Where is CPE in the UK?

The prevalence of CP-CRE can be eye-wateringly high in some parts of the world. In Greece, for example, the rate of carbapenem-resistance in invasive K. pneumoniae isolates was 70% in the latest EARS-Net data. In the USA, one study from a long-term acute care facility in California found that almost 50% of patients were colonised. The picture is very different in the UK, with a very low prevalence of CPE reported in most studies as illustrated by the systematic review and meta-analysis that we’re going to look at today.

If we look across Europe, we can see considerable variation in the prevalence of carbapenem-resistance in invasive K. pneumoniae isolates, ranging from virtually 0% in the Nordics to >75% in some regions (see the figure below). UK data hasn’t been included in this database since Brexit (thanks Brexit!), but if it were included, the UK would definitely be in the green, with <1%.

Figure: The % of carbapenem resistance in invasive K. pneumoniae isolates (EARS-Net)

Surveillance: What we know and what we don’t

I was a collaborator on this systematic review with colleagues from Imperial. We set out to determine the prevalence of CP-CRE. The review analysed 32 studies involving over 1.1 million participants and nearly 700,000 bacterial isolates. Most of the data came from England, and the majority of studies focused on hospital settings. Only two studies examined CP-CRE in the community, where prevalence was estimated at just 0.1%. Whilst this is encouraging, the lack of solid community data is a major gap—especially considering the potential for discharged patients to reintroduce CP-CRE into non-clinical environments.

Interestingly, the prevalence of CP-CRE identified through universal hospital screening (0.9%) was comparable to that found through targeted screening of high-risk patients (1.2%).
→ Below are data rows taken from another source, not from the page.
//! Config redaction: produce safe-to-share config snapshots by masking secrets.

use serde_json::Value;

/// Keys whose string values are secrets.
static SECRET_KEYS: &[&str] = &[
    "botToken",
    "bot_token",
    "token",
    "apiKey",
    "api_key",
    "secret",
    "password",
];

/// Redact a config JSON value, replacing secret fields with a short hint.
///
/// The resulting value is safe to log or print.
pub fn redact(value: &Value) -> Value {
    redact_recursive(value, "")
}

fn is_secret_key(key: &str) -> bool {
    SECRET_KEYS.iter().any(|k| k.eq_ignore_ascii_case(key))
}

fn redact_string(s: &str, key: &str) -> Value {
    if !is_secret_key(key) || s.is_empty() || s.starts_with("${") {
        return Value::String(s.to_string());
    }
    // Preserve a hint: the first 4 chars, then ***.
    let hint: String = s.chars().take(4).collect();
    if s.chars().count() > 4 {
        Value::String(format!("{hint}***"))
    } else {
        Value::String("***".to_string())
    }
}

fn redact_recursive(value: &Value, key: &str) -> Value {
    match value {
        Value::String(s) => redact_string(s, key),
        Value::Array(arr) => Value::Array(arr.iter().map(|v| redact_recursive(v, key)).collect()),
        Value::Object(map) => {
            let mut result = serde_json::Map::new();
            for (k, v) in map {
                result.insert(k.clone(), redact_recursive(v, k));
            }
            Value::Object(result)
        }
        other => other.clone(),
    }
}
//! `ocrbot-config`: ocrbot runtime configuration management.
//!
//! Provides:
//! - Typed config schema (Telegram, OCR, archive, runtime, logging)
//! - YAML read/write with atomic backup rotation
//! - `${ENV_VAR}` substitution
//! - Config redaction for safe logging/display
//! - Default value application
//! - Schema validation
//!
//! [`load_resolved`] is the entry point used at startup.

pub mod defaults;
pub mod env;
pub mod io;
pub mod redact;
pub mod schema;
pub mod validation;

// Re-export most-used types at crate root.
pub use defaults::{apply_all_defaults, apply_bot_token_fallback, BOT_TOKEN_ENV};
pub use env::{resolve_env_vars, resolve_env_vars_with, MissingEnvVarError};
pub use io::{config_dir, config_file_path, load_config, write_config};
pub use redact::redact;
pub use schema::OcrBotConfig;
pub use validation::{validate, ConfigValidationError, ValidationReport};

use anyhow::{Context, Result};
use serde_json::Value;
use std::path::Path;

/// Load the config file and resolve it: env substitution, token fallback, defaults.
///
/// Validation is left to the caller so it can be reported once logging is up.
pub async fn load_resolved(path: &Path) -> Result<OcrBotConfig> {
    let raw_config = load_config(path).await?;
    resolve(raw_config, std::env::var(BOT_TOKEN_ENV).ok())
}

/// The pure part of [`load_resolved`].
pub fn resolve(raw_config: OcrBotConfig, env_token: Option<String>) -> Result<OcrBotConfig> {
    let value: Value = serde_json::to_value(&raw_config)
        .context("Failed to serialize config for processing")?;

    let value = resolve_env_vars(&value).context("Failed to resolve env vars in config")?;

    let config: OcrBotConfig =
        serde_json::from_value(value).context("Failed to deserialize config after processing")?;

    let config = apply_bot_token_fallback(config, env_token);
    Ok(apply_all_defaults(config))
}

/// Emit every finding of a validation report through `tracing`.
pub fn log_report(report: &ValidationReport) {
    for warning in &report.warnings {
        tracing::warn!(path = %warning.path, message = %warning.message, "Config warning");
    }
    for error in &report.errors {
        tracing::error!(path = %error.path, message = %error.message, "Config error");
    }
}

#[cfg(test)]
mod tests {
    use super::*;

    #[test]
    fn env_token_fills_missing_file_token() {
        let cfg = resolve(OcrBotConfig::default(), Some("42:from-env".into())).unwrap();
        assert_eq!(cfg.bot_token(), Some("42:from-env"));
        assert_eq!(cfg.max_concurrent_photos(), 4);
    }

    #[test]
    fn file_token_wins_over_env() {
        let raw: OcrBotConfig =
            serde_yaml::from_str("telegram:\n  botToken: \"42:from-file\"\n").unwrap();
        let cfg = resolve(raw, Some("42:from-env".into())).unwrap();
        assert_eq!(cfg.bot_token(), Some("42:from-file"));
    }
}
This raises questions about the effectiveness of current risk-based screening strategies. Are we using the wrong risk factors, or just applying them badly?

The COVID-19 effect

The pandemic disrupted routine CP-CRE screening in many hospitals. While reported cases dropped, this may reflect reduced hospital admissions and a temporarily different population of patients (generally younger and without the traditional risk factors) along with interrupted surveillance rather than a true decline in prevalence. Some hospitals paused CP-CRE screening altogether, and it’s unclear whether those programmes have been fully reinstated. This interruption could have long-term consequences for IPC compliance and effectiveness (thanks COVID-19).

Implications for IPC policy and practice

Is it time for a national audit of CP-CRE screening strategies? This would help identify gaps in compliance, assess the impact of the pandemic, and inform updated guidelines. For example, introducing pre-discharge screening could help prevent carriers from re-entering the community undetected. I also think it’s time for focussed point prevalence surveys in higher risk patient populations, where prevalence and risk may well be higher.
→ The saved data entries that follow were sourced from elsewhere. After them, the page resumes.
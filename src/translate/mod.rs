//! Translation between `.vox` models and sparse JSON voxel maps
//!
//! The JSON side is keyed by `"x,y,z"` strings with y flipped
//! (`y' = size_y - 1 - y`). Only voxels present in the model are emitted;
//! an absent key means "not solid". Keys keep voxel-file order.

pub mod document;

use glam::UVec3;
use indexmap::IndexMap;
use serde::{Deserialize, Serialize};

use crate::core::error::{Error, Result};
use crate::material::{index_for_material, material_for_index};
use crate::vox::{Voxel, VoxelModel};

pub use document::VoxelDocument;

/// One entry of the sparse map
#[derive(Clone, Debug, PartialEq, Eq, Serialize, Deserialize)]
pub struct VoxelCell {
    /// Material name
    pub material: String,
    /// Whether the position is occupied
    pub solid: bool,
}

impl VoxelCell {
    /// A solid cell of the given material
    pub fn solid(material: impl Into<String>) -> Self {
        Self {
            material: material.into(),
            solid: true,
        }
    }
}

/// Coordinate-keyed voxel map, serialized as a plain JSON object
#[derive(Clone, Debug, Default, PartialEq, Eq, Serialize, Deserialize)]
#[serde(transparent)]
pub struct SparseVoxelMap {
    cells: IndexMap<String, VoxelCell>,
}

impl SparseVoxelMap {
    /// Create an empty map
    pub fn new() -> Self {
        Self::default()
    }

    /// Insert a cell at a position, replacing any existing cell there
    pub fn insert(&mut self, x: i64, y: i64, z: i64, cell: VoxelCell) -> Option<VoxelCell> {
        self.cells.insert(voxel_key(x, y, z), cell)
    }

    /// Cell at a position
    pub fn get(&self, x: i64, y: i64, z: i64) -> Option<&VoxelCell> {
        self.cells.get(&voxel_key(x, y, z))
    }

    /// Cell by raw key
    pub fn get_key(&self, key: &str) -> Option<&VoxelCell> {
        self.cells.get(key)
    }

    /// Number of cells
    pub fn len(&self) -> usize {
        self.cells.len()
    }

    /// Check if the map has no cells
    pub fn is_empty(&self) -> bool {
        self.cells.is_empty()
    }

    /// Iterate over `(key, cell)` pairs in insertion order
    pub fn iter(&self) -> impl Iterator<Item = (&str, &VoxelCell)> {
        self.cells.iter().map(|(k, v)| (k.as_str(), v))
    }
}

/// Format a position as a map key
pub fn voxel_key(x: i64, y: i64, z: i64) -> String {
    format!("{},{},{}", x, y, z)
}

/// Parse a `"x,y,z"` map key
pub fn parse_key(key: &str) -> Result<(i64, i64, i64)> {
    let invalid = || Error::Document(format!("invalid voxel key {:?}", key));

    let mut parts = key.split(',').map(|p| p.trim().parse::<i64>());
    match (parts.next(), parts.next(), parts.next(), parts.next()) {
        (Some(Ok(x)), Some(Ok(y)), Some(Ok(z)), None) => Ok((x, y, z)),
        _ => Err(invalid()),
    }
}

fn flip(value: i64, extent: u32, flip_y: bool) -> i64 {
    if flip_y {
        i64::from(extent) - 1 - value
    } else {
        value
    }
}

/// Convert a model to a sparse map with the y axis flipped
pub fn to_sparse_map(model: &VoxelModel) -> SparseVoxelMap {
    to_sparse_map_with(model, true)
}

/// Convert a model to a sparse map, optionally flipping the y axis.
///
/// Later voxels at a repeated position overwrite earlier ones but keep the
/// first one's place in the key order.
pub fn to_sparse_map_with(model: &VoxelModel, flip_y: bool) -> SparseVoxelMap {
    let mut map = SparseVoxelMap::new();
    for voxel in &model.voxels {
        map.insert(
            i64::from(voxel.x),
            flip(i64::from(voxel.y), model.size.y, flip_y),
            i64::from(voxel.z),
            VoxelCell::solid(material_for_index(i64::from(voxel.color_index))),
        );
    }
    map
}

/// Rebuild a model from a sparse map.
///
/// Cells with `solid == false` are skipped. When `size` is `None` the
/// dimensions are the tight bounds of the solid keys. The palette is the
/// default palette.
pub fn from_sparse_map(map: &SparseVoxelMap, size: Option<UVec3>, flip_y: bool) -> Result<VoxelModel> {
    let mut cells = Vec::with_capacity(map.len());
    for (key, cell) in map.iter().filter(|(_, cell)| cell.solid) {
        cells.push((parse_key(key)?, cell));
    }

    let size = match size {
        Some(size) => size,
        None => infer_size(cells.iter().map(|(pos, _)| *pos))?,
    };

    let mut model = VoxelModel::new(size);
    model.voxels.reserve(cells.len());

    for ((x, y, z), cell) in cells {
        let y = flip(y, size.y, flip_y);
        let coord = |v: i64| {
            u8::try_from(v).map_err(|_| {
                Error::ModelTooLarge(format!("voxel ({}, {}, {}) outside 0..=255", x, y, z))
            })
        };
        model.voxels.push(Voxel::new(
            coord(x)?,
            coord(y)?,
            coord(z)?,
            index_for_material(&cell.material),
        ));
    }

    Ok(model)
}

fn infer_size(positions: impl Iterator<Item = (i64, i64, i64)>) -> Result<UVec3> {
    let mut max = [-1i64; 3];
    for (x, y, z) in positions {
        max = [max[0].max(x), max[1].max(y), max[2].max(z)];
    }

    let extent = |m: i64| {
        u32::try_from(m + 1)
            .map_err(|_| Error::ModelTooLarge(format!("extent {} does not fit the format", m + 1)))
    };
    Ok(UVec3::new(extent(max[0])?, extent(max[1])?, extent(max[2])?))
}

#[cfg(test)]
mod tests {
    use super::*;

    fn model(size: UVec3, voxels: &[Voxel]) -> VoxelModel {
        let mut model = VoxelModel::new(size);
        model.voxels = voxels.to_vec();
        model
    }

    #[test]
    fn test_y_flip() {
        let m = model(UVec3::new(10, 10, 10), &[Voxel::new(0, 0, 0, 2), Voxel::new(1, 9, 1, 3)]);
        let map = to_sparse_map(&m);

        assert_eq!(map.get(0, 9, 0), Some(&VoxelCell::solid("grass")));
        assert_eq!(map.get(1, 0, 1), Some(&VoxelCell::solid("leaves")));
        assert_eq!(map.len(), 2);
    }

    #[test]
    fn test_without_flip() {
        let m = model(UVec3::new(10, 10, 10), &[Voxel::new(0, 0, 0, 2)]);
        let map = to_sparse_map_with(&m, false);
        assert!(map.get_key("0,0,0").is_some());
    }

    #[test]
    fn test_empty_model_gives_empty_map() {
        let map = to_sparse_map(&VoxelModel::new(UVec3::splat(4)));
        assert!(map.is_empty());
        assert_eq!(serde_json::to_string(&map).unwrap(), "{}");
    }

    #[test]
    fn test_out_of_range_color_uses_fallback() {
        let m = model(UVec3::splat(2), &[Voxel::new(0, 0, 0, 200)]);
        let map = to_sparse_map(&m);
        assert_eq!(map.get(0, 1, 0).unwrap().material, "structure");
    }

    #[test]
    fn test_zero_height_gives_negative_key() {
        let m = model(UVec3::ZERO, &[Voxel::new(1, 2, 3, 2)]);
        let map = to_sparse_map(&m);
        assert!(map.get_key("1,-3,3").is_some());
    }

    #[test]
    fn test_duplicate_positions_collapse() {
        let m = model(UVec3::splat(2), &[Voxel::new(0, 0, 0, 2), Voxel::new(0, 0, 0, 3)]);
        let map = to_sparse_map(&m);
        assert_eq!(map.len(), 1);
        assert_eq!(map.get(0, 1, 0).unwrap().material, "leaves");
    }

    #[test]
    fn test_serialized_shape() {
        let m = model(UVec3::new(1, 5, 4), &[Voxel::new(0, 2, 3, 9)]);
        let value = serde_json::to_value(to_sparse_map(&m)).unwrap();
        assert_eq!(
            value,
            serde_json::json!({ "0,2,3": { "material": "dirt", "solid": true } })
        );
    }

    #[test]
    fn test_keys_follow_voxel_order() {
        let m = model(
            UVec3::new(11, 1, 1),
            &[Voxel::new(10, 0, 0, 2), Voxel::new(2, 0, 0, 3), Voxel::new(0, 0, 0, 4)],
        );
        let map = to_sparse_map(&m);

        let keys: Vec<&str> = map.iter().map(|(k, _)| k).collect();
        assert_eq!(keys, ["10,0,0", "2,0,0", "0,0,0"]);
        assert_eq!(
            serde_json::to_string(&map).unwrap(),
            concat!(
                r#"{"10,0,0":{"material":"grass","solid":true},"#,
                r#""2,0,0":{"material":"leaves","solid":true},"#,
                r#""0,0,0":{"material":"vines","solid":true}}"#,
            )
        );
    }

    #[test]
    fn test_parse_key() {
        assert_eq!(parse_key("1,2,3").unwrap(), (1, 2, 3));
        assert_eq!(parse_key("-1,0,7").unwrap(), (-1, 0, 7));
        assert!(parse_key("1,2").is_err());
        assert!(parse_key("1,2,3,4").is_err());
        assert!(parse_key("a,b,c").is_err());
        assert!(parse_key("").is_err());
    }

    #[test]
    fn test_from_sparse_map_roundtrip() {
        let m = model(
            UVec3::new(4, 6, 5),
            &[Voxel::new(0, 0, 0, 2), Voxel::new(3, 5, 4, 11), Voxel::new(1, 2, 3, 21)],
        );
        let map = to_sparse_map(&m);
        let rebuilt = from_sparse_map(&map, Some(m.size), true).expect("rebuild failed");

        assert_eq!(rebuilt.size, m.size);
        let mut expected = m.voxels.clone();
        let mut actual = rebuilt.voxels.clone();
        expected.sort_by_key(|v| (v.x, v.y, v.z));
        actual.sort_by_key(|v| (v.x, v.y, v.z));
        assert_eq!(actual, expected);
    }

    #[test]
    fn test_from_sparse_map_infers_size() {
        let mut map = SparseVoxelMap::new();
        map.insert(2, 0, 0, VoxelCell::solid("stone"));
        map.insert(0, 3, 1, VoxelCell::solid("grass"));

        let rebuilt = from_sparse_map(&map, None, true).expect("rebuild failed");
        assert_eq!(rebuilt.size, UVec3::new(3, 4, 2));
        // y' = 3 unflips to 0, y' = 0 unflips to 3
        assert!(rebuilt.voxels.contains(&Voxel::new(0, 0, 1, 2)));
        assert!(rebuilt.voxels.contains(&Voxel::new(2, 3, 0, 11)));
    }

    #[test]
    fn test_from_sparse_map_skips_non_solid() {
        let mut map = SparseVoxelMap::new();
        map.insert(0, 0, 0, VoxelCell { material: "grass".into(), solid: false });
        let rebuilt = from_sparse_map(&map, None, true).expect("rebuild failed");
        assert!(rebuilt.voxels.is_empty());
        assert_eq!(rebuilt.size, UVec3::ZERO);
    }

    #[test]
    fn test_from_sparse_map_rejects_large_coordinates() {
        let mut map = SparseVoxelMap::new();
        map.insert(300, 0, 0, VoxelCell::solid("grass"));
        let err = from_sparse_map(&map, None, true).unwrap_err();
        assert!(matches!(err, Error::ModelTooLarge(_)), "{err:?}");
    }

    #[test]
    fn test_from_sparse_map_rejects_bad_key() {
        let map: SparseVoxelMap = serde_json::from_value(serde_json::json!({
            "not-a-key": { "material": "grass", "solid": true }
        }))
        .unwrap();
        let err = from_sparse_map(&map, None, true).unwrap_err();
        assert!(matches!(err, Error::Document(_)), "{err:?}");
    }
}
The review also highlights the importance of consistent laboratory methods and screening protocols. Variability across studies makes it difficult to compare results and track trends. Standardisation is essential if we’re to build a reliable national picture of CP-CRE prevalence.
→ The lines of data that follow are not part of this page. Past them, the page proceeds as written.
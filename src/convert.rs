//! Whole-file conversions between `.vox` models and JSON documents

use std::path::Path;

use crate::core::config::ConvertConfig;
use crate::core::error::Result;
use crate::translate::{self, VoxelDocument};
use crate::vox;

/// Summary of a finished conversion
#[derive(Clone, Copy, Debug, Default, PartialEq, Eq)]
pub struct ConvertStats {
    /// Voxel records in the source
    pub voxels_read: usize,
    /// Voxel records or map entries written; repeated positions collapse
    pub entries_written: usize,
}

/// Convert a `.vox` file into the `voxels` key of an existing JSON document.
///
/// The document at `output` must already exist and hold a JSON object. Its
/// `voxels` key is replaced; all other fields are preserved.
pub fn vox_to_json(input: &Path, output: &Path, config: &ConvertConfig) -> Result<ConvertStats> {
    let model = vox::read_file(input)?;
    let map = translate::to_sparse_map_with(&model, config.flip_y);

    let mut document = VoxelDocument::load(output)?;
    document.replace_voxels(&map)?;
    document.save(output, config.indent)?;

    let stats = ConvertStats {
        voxels_read: model.voxels.len(),
        entries_written: map.len(),
    };
    log::info!(
        "Converted {} ({} voxels, size {}) -> {} ({} entries)",
        input.display(),
        stats.voxels_read,
        model.size,
        output.display(),
        stats.entries_written,
    );
    Ok(stats)
}

/// Convert the `voxels` key of a JSON document into a `.vox` file.
pub fn json_to_vox(input: &Path, output: &Path, config: &ConvertConfig) -> Result<ConvertStats> {
    let document = VoxelDocument::load(input)?;
    let map = document.voxels()?;
    let model = translate::from_sparse_map(&map, config.model_size, config.flip_y)?;

    vox::write_file(&model, output)?;

    let stats = ConvertStats {
        voxels_read: map.len(),
        entries_written: model.voxels.len(),
    };
    log::info!(
        "Converted {} ({} entries) -> {} ({} voxels, size {})",
        input.display(),
        stats.voxels_read,
        output.display(),
        stats.entries_written,
        model.size,
    );
    Ok(stats)
}
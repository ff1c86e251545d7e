//! Error handling, logging and configuration

pub mod error;
pub mod logging;
pub mod config;

pub use error::{Error, Result};
pub use config::ConvertConfig;
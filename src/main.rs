//! Voxjson - converts a `.vox` model into the `voxels` key of a JSON document.
//!
//! Usage: voxjson <input.vox> <output.json>
//!
//! The output file must already exist and contain a JSON object. Its
//! `voxels` key is replaced; everything else in it is kept.

use std::path::PathBuf;
use std::process::ExitCode;

use voxjson::convert;
use voxjson::core::{logging, ConvertConfig};

/// Split the command line into input and output paths, or return the usage message
fn parse_args(args: &[String]) -> Result<(PathBuf, PathBuf), String> {
    match args {
        [_, input, output] => Ok((PathBuf::from(input), PathBuf::from(output))),
        _ => {
            let program = args.first().map(String::as_str).unwrap_or("voxjson");
            Err(format!("Usage: {} input.vox output.json", program))
        }
    }
}

fn main() -> ExitCode {
    logging::init();

    let args: Vec<String> = std::env::args().collect();
    let (input, output) = match parse_args(&args) {
        Ok(paths) => paths,
        Err(usage) => {
            eprintln!("{}", usage);
            return ExitCode::FAILURE;
        }
    };

    match convert::vox_to_json(&input, &output, &ConvertConfig::default()) {
        Ok(stats) => {
            println!("Wrote {} voxels to {}", stats.entries_written, output.display());
            ExitCode::SUCCESS
        }
        Err(e) => {
            eprintln!("Error: {}", e);
            ExitCode::FAILURE
        }
    }
}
Where is CP-CRE in the UK?

This question slightly depends on where you are in the UK! If you’re in the Northwest (especially the Greater Manchester region) you probably won’t be asking this question! But other parts of the UK will see hardly any cases, especially of clinical infection. Part of this difference is driven by variation in sampling and laboratory practice, and there’s work to do here. But my best guess is that control on antimicrobial prescribing in hospital and non-hospital settings is the root cause for the relative low prevalence of CP-CRE in the UK, the variation of CP-CRE prevalence across Europe, and the pockets of very high prevalence in some parts of the world.

Looking ahead

This is the first systematic review to synthesise CP-CRE prevalence data across UK healthcare and community settings. It provides a valuable foundation for future research and policy development. But it also makes clear that we need more data—especially from community settings—and more consistent screening and laboratory practices.